Dev, Ops and the fine line in between

DevOps. A term which has its presence registered prominently in almost all of the technical forums and blogs. A lot of tools built by many promising startups to make ‘DevOps’ easier. Each of them making lives of engineers and in turn users of many business critical applications, simpler one step at a time.

Every one of them has their own view of solving DevOps problems which is good. After all, not all applications are same, neither are the engineers that build and manage them. Some of them need to scan the application logs, some based on certain workflows, some of them the server statistics, some based on real-time using accessing patterns and behaviors, some based on commits going to their RCS and some need to include some hooks in the code.

Everything else is pretty much fine. When it comes to adding some DevOps triggers into the code, some or rather most of us give it a second thought.

An Example (read as persuasion). When some important snippet of code, like lets say, user login, throws out an error cause it couldn’t connect to the database to fetch some vital information, user’s login and profile details in this case, the user sitting in front of the computer gets a simple familiar error message “Login Failed” or “Invalid Credentials” in case of less mature application or if the developers had applied sense of humor, “Something went wrong”. Now the user of this ‘StockMarketBanking IGotToGetThisWorkingLikeRightNow’ application panics and tries to call support only to be put to hold and gets a message that their waiting token number is 91. There are numerous others on the line waiting to report the same. Each of will be promised that the Operations team are on it all hands literally hacking stuff to get this resolved.

The engineers are foraging through the logs — through the endless stacks of exceptions, transaction data and some such. The exact message they are looking for might be buried in deeper. If only the team had been notified of this earlier, they would not be facing the wrath of several angry people refreshing their screens desperately. This situation could have been handled differently and how.

Coulda Woulda Shoulda.

Setting up Runscope tests with test accounts for workflows that are never supposed to break. Adding hooks in the code to log most critical of those exception cases to Sentry. Streaming application and access logs to PaperTrail making them easier to search and log transaction friendly. Configure CloudWatch alarms on AWS to be notified of any anomalies in infra parameters. If some web application flows break for some users, plug in Rollbar which would send the JS error messages from your Angular or React application to a nicely organized dashboard instead with their browser version, Operation system they are using, IP address/Locales from which they access instead of printing something on the browser console. Most of these tools provide cool integrations with other such tools — When a Runscope test fails, bring down the application health on StatusPage, create a JIRA and assign it to the relevant person. When the tests start passing back again, mark it healthy. Yes, almost all of them can be automated within these tools’ domains and all of them discussed above has configurations to send alerts over emails, Slack or HipChat.

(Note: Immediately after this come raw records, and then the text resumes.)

//! Deck assembly: records -> section slides + paginated, merged table slides with tiles.

use std::collections::BTreeMap;

use tracing::{debug, info, warn};

use crate::builder::TableModelBuilder;
use crate::conf::{N_EPS_COST, SpecDeckConfig};
use crate::error::TableError;
use crate::merge::merge_rendered_table;
use crate::paginate::PaginationEngine;
use crate::render::render_chunk;
use crate::spec::{
    EnumRowKind, EnumTileCategory, SpecCanonicalRecord, SpecRenderedDeck, SpecRenderedSlide,
    SpecTableMatrix, SpecTileConfig,
};
use crate::util::{
    derive_report_keys, format_tile_text, normalize_market, select_records_for_key,
};

/// Quarter number (`Q1`..`Q4`) named by a tile label.
fn parse_quarter_label(label: &str) -> Option<usize> {
    let c_label = label.trim().to_ascii_uppercase();
    let n_quarter: usize = c_label.strip_prefix('Q')?.parse().ok()?;
    (1..=4).contains(&n_quarter).then_some(n_quarter)
}

fn derive_share_pct(n_part: f64, n_whole: f64) -> f64 {
    if n_whole.abs() <= N_EPS_COST {
        0.0
    } else {
        n_part / n_whole * 100.0
    }
}

/// Tile value of `tile` for one table, before display scaling.
fn derive_tile_value(
    tile: &SpecTileConfig,
    matrix: &SpecTableMatrix,
    records: &[&SpecCanonicalRecord],
) -> Option<f64> {
    let row_grand = matrix.grand_total()?;
    let n_total = row_grand.total_value();
    match tile.category {
        EnumTileCategory::QuarterBudget => {
            let n_quarter = parse_quarter_label(&tile.label)?;
            let l_months = row_grand.month_values();
            Some(l_months[(n_quarter - 1) * 3..n_quarter * 3].iter().sum())
        }
        EnumTileCategory::MediaShare => {
            let c_label = tile.label.trim().to_lowercase();
            let n_media: f64 = matrix
                .rows
                .iter()
                .filter(|row| row.kind == EnumRowKind::CampaignMedia)
                .filter(|row| {
                    row.cells
                        .iter()
                        .find_map(|cell| cell.meta.as_ref().and_then(|meta| meta.media_type))
                        .is_some_and(|media| media.label().to_lowercase() == c_label)
                })
                .map(|row| row.total_value())
                .fold(0.0, |n_acc, n_val| n_acc + n_val);
            Some(derive_share_pct(n_media, n_total))
        }
        EnumTileCategory::FunnelShare => {
            let c_label = tile.label.trim().to_lowercase();
            let n_stage: f64 = records
                .iter()
                .filter(|rec| rec.funnel_stage.trim().to_lowercase() == c_label)
                .map(|rec| rec.cost_months_sum())
                .fold(0.0, |n_acc, n_val| n_acc + n_val);
            Some(derive_share_pct(n_stage, n_total))
        }
    }
}

/// Shape name -> tile text for one table.
pub fn derive_tile_texts(
    tiles: &[SpecTileConfig],
    matrix: &SpecTableMatrix,
    records: &[&SpecCanonicalRecord],
    currency_symbol: &str,
) -> BTreeMap<String, String> {
    let mut dict_tiles = BTreeMap::new();
    for tile in tiles {
        match derive_tile_value(tile, matrix, records) {
            Some(value) => {
                dict_tiles.insert(
                    tile.shape_name.clone(),
                    format_tile_text(tile.category, &tile.label, value, tile.scale, currency_symbol),
                );
            }
            None => {
                warn!(shape = %tile.shape_name, label = %tile.label, "tile label not understood; tile left empty");
            }
        }
    }
    dict_tiles
}

/// Builds a rendered deck from canonical records.
#[derive(Debug, Clone)]
pub struct DeckAssembler {
    builder: TableModelBuilder,
    engine: PaginationEngine,
    tiles: Vec<SpecTileConfig>,
    currency_symbol: String,
}

impl DeckAssembler {
    pub fn new(config: &SpecDeckConfig) -> Self {
        Self {
            builder: TableModelBuilder::new(config.currency_symbol.clone()),
            engine: PaginationEngine::new(config.n_rows_per_slide_max, config.if_carry_forward),
            tiles: config.tiles.clone(),
            currency_symbol: config.currency_symbol.clone(),
        }
    }

    /// One section slide per market, then one slide per chunk of each
    /// `(market, brand, year)` table.
    ///
    /// Keys without data or with zero budget are skipped; other errors abort.
    pub fn assemble(&self, records: &[SpecCanonicalRecord]) -> Result<SpecRenderedDeck, TableError> {
        let mut deck = SpecRenderedDeck::default();
        let mut c_market_prev: Option<String> = None;
        let mut cnt_skipped = 0usize;

        for (c_market, c_brand, n_year) in derive_report_keys(records) {
            let c_market_key = normalize_market(&c_market);
            if c_market_prev.as_deref() != Some(c_market_key.as_str()) {
                deck.slides.push(SpecRenderedSlide {
                    idx_slide: deck.slides.len(),
                    title: c_market.clone(),
                    ..Default::default()
                });
                c_market_prev = Some(c_market_key);
            }

            match self.push_table_slides(&mut deck, records, &c_market, &c_brand, n_year) {
                Ok(()) => {}
                Err(err @ TableError::NotFound { .. }) => {
                    info!(reason = %err, "slide skipped");
                    cnt_skipped += 1;
                }
                Err(err @ TableError::ZeroBudget { .. }) => {
                    warn!(reason = %err, "slide skipped");
                    cnt_skipped += 1;
                }
                Err(err) => return Err(err),
            }
        }

        info!(n_slides = deck.slides.len(), cnt_skipped, "deck assembled");
        Ok(deck)
    }

    fn push_table_slides(
        &self,
        deck: &mut SpecRenderedDeck,
        records: &[SpecCanonicalRecord],
        market: &str,
        brand: &str,
        year: i32,
    ) -> Result<(), TableError> {
        let matrix = self.builder.build(records, market, brand, year)?;
        let l_chunks = self.engine.paginate(&matrix)?;
        let l_selected = select_records_for_key(records, market, brand, Some(year));
        let dict_tiles = derive_tile_texts(&self.tiles, &matrix, &l_selected, &self.currency_symbol);

        for chunk in &l_chunks {
            let mut table = render_chunk(chunk);
            let report = merge_rendered_table(&mut table);
            if !report.warnings.is_empty() {
                warn!(
                    market,
                    brand,
                    year,
                    idx_chunk = chunk.idx_chunk,
                    n_warnings = report.warnings.len(),
                    "merge warnings on slide"
                );
            }
            deck.slides.push(SpecRenderedSlide {
                idx_slide: deck.slides.len(),
                title: format!("{market} - {brand}{}", chunk.derive_title_suffix()),
                table: Some(table),
                tiles: dict_tiles.clone(),
            });
        }
        debug!(
            market,
            brand,
            year,
            n_chunks = l_chunks.len(),
            "table slides added"
        );
        Ok(())
    }
}

/// Assemble the deck for `records` under `config`.
pub fn build_report_deck(
    records: &[SpecCanonicalRecord],
    config: &SpecDeckConfig,
) -> Result<SpecRenderedDeck, TableError> {
    DeckAssembler::new(config).assemble(records)
}

#[cfg(test)]
mod tests {
    use super::*;
    use crate::builder::tests::create_record;

    fn create_records() -> Vec<SpecCanonicalRecord> {
        let mut rec_tv = create_record("Spring", "Television", &[(0, 200_000.0), (4, 100_000.0)]);
        rec_tv.funnel_stage = "Awareness".to_string();
        let mut rec_digital = create_record("Spring", "Digital", &[(1, 100_000.0)]);
        rec_digital.funnel_stage = "Conversion".to_string();
        let mut rec_fr = create_record("Summer", "Radio", &[(6, 50_000.0)]);
        rec_fr.market = "FRA".to_string();
        vec![rec_tv, rec_digital, rec_fr]
    }

    #[test]
    fn test_deck_has_section_and_table_slides_with_tiles() {
        let deck = build_report_deck(&create_records(), &SpecDeckConfig::default()).expect("deck");

        let l_titles: Vec<&str> = deck.slides.iter().map(|slide| slide.title.as_str()).collect();
        assert_eq!(
            l_titles,
            vec!["FRA", "FRA - Acme", "United Kingdom", "United Kingdom - Acme"]
        );
        assert!(deck.slides[0].table.is_none());
        assert!(deck.slides[0].tiles.is_empty());

        let slide = &deck.slides[3];
        assert_eq!(slide.idx_slide, 3);
        assert_eq!(slide.tiles["TILE_Q1_BUDGET"], "Q1: £300K");
        assert_eq!(slide.tiles["TILE_Q2_BUDGET"], "Q2: £100K");
        assert_eq!(slide.tiles["TILE_SHARE_TELEVISION"], "Television: 75.0%");
        assert_eq!(slide.tiles["TILE_SHARE_RADIO"], "Radio: 0.0%");
        assert_eq!(slide.tiles["TILE_FUNNEL_CONVERSION"], "Conversion: 25.0%");
        assert_eq!(slide.tiles["TILE_FUNNEL_CONSIDERATION"], "Consideration: 0.0%");
        assert!(slide.tiles.values().all(|c_text| !c_text.contains("-0.0")));
        let table = slide.table.as_ref().expect("table");
        assert!(!table.merges.is_empty());
    }

    #[test]
    fn test_paginated_tables_get_numbered_titles() {
        let l_records: Vec<SpecCanonicalRecord> = (0..40)
            .map(|n_idx| create_record(&format!("C{n_idx:02}"), "Digital", &[(0, 1_000.0)]))
            .collect();
        let deck = build_report_deck(&l_records, &SpecDeckConfig::default()).expect("deck");

        assert_eq!(deck.slides.len(), 4);
        assert_eq!(deck.slides[1].title, "United Kingdom - Acme (1 of 3)");
        assert_eq!(deck.slides[3].title, "United Kingdom - Acme (3 of 3)");
        assert_eq!(deck.slides[1].tiles, deck.slides[3].tiles);
    }

    #[test]
    fn test_zero_budget_keys_are_skipped() {
        let mut l_records = create_records();
        l_records.push(SpecCanonicalRecord {
            brand: "Ghost".to_string(),
            ..create_record("Nothing", "Radio", &[])
        });
        let deck = build_report_deck(&l_records, &SpecDeckConfig::default()).expect("deck");
        assert!(deck.slides.iter().all(|slide| !slide.title.contains("Ghost")));
    }

    #[test]
    fn test_invalid_capacity_aborts_the_deck() {
        let l_records: Vec<SpecCanonicalRecord> = (0..10)
            .map(|n_idx| create_record(&format!("C{n_idx}"), "Television", &[(0, 1_000.0)]))
            .collect();
        let config = SpecDeckConfig {
            n_rows_per_slide_max: 6,
            ..SpecDeckConfig::default()
        };
        let err = build_report_deck(&l_records, &config).expect_err("must fail");
        assert!(matches!(err, TableError::InvalidCapacity(_)));
    }
}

Or you have Jenkins, the big brother this kingdom, that can help stitch such events. Setup Github Webhooks to the Jenkins Job, that would trigger the job as soon as new code is pushed to the repository, build the code, deploys to your cloud through Chef or Puppet, executes the Tests if it passes, toggle your Blue/Green switch, execute the Runscope test, tag the build on Github and record the deployment on Sentry. All these done and dusted by the time your coffee is ready.

And having your Infrastructure as Code would come in handy at the most unexpected of situations. It is 2017. Lets ‘dev’ and ‘ops’ our application ecosystem like it is 2017. Hyphenated.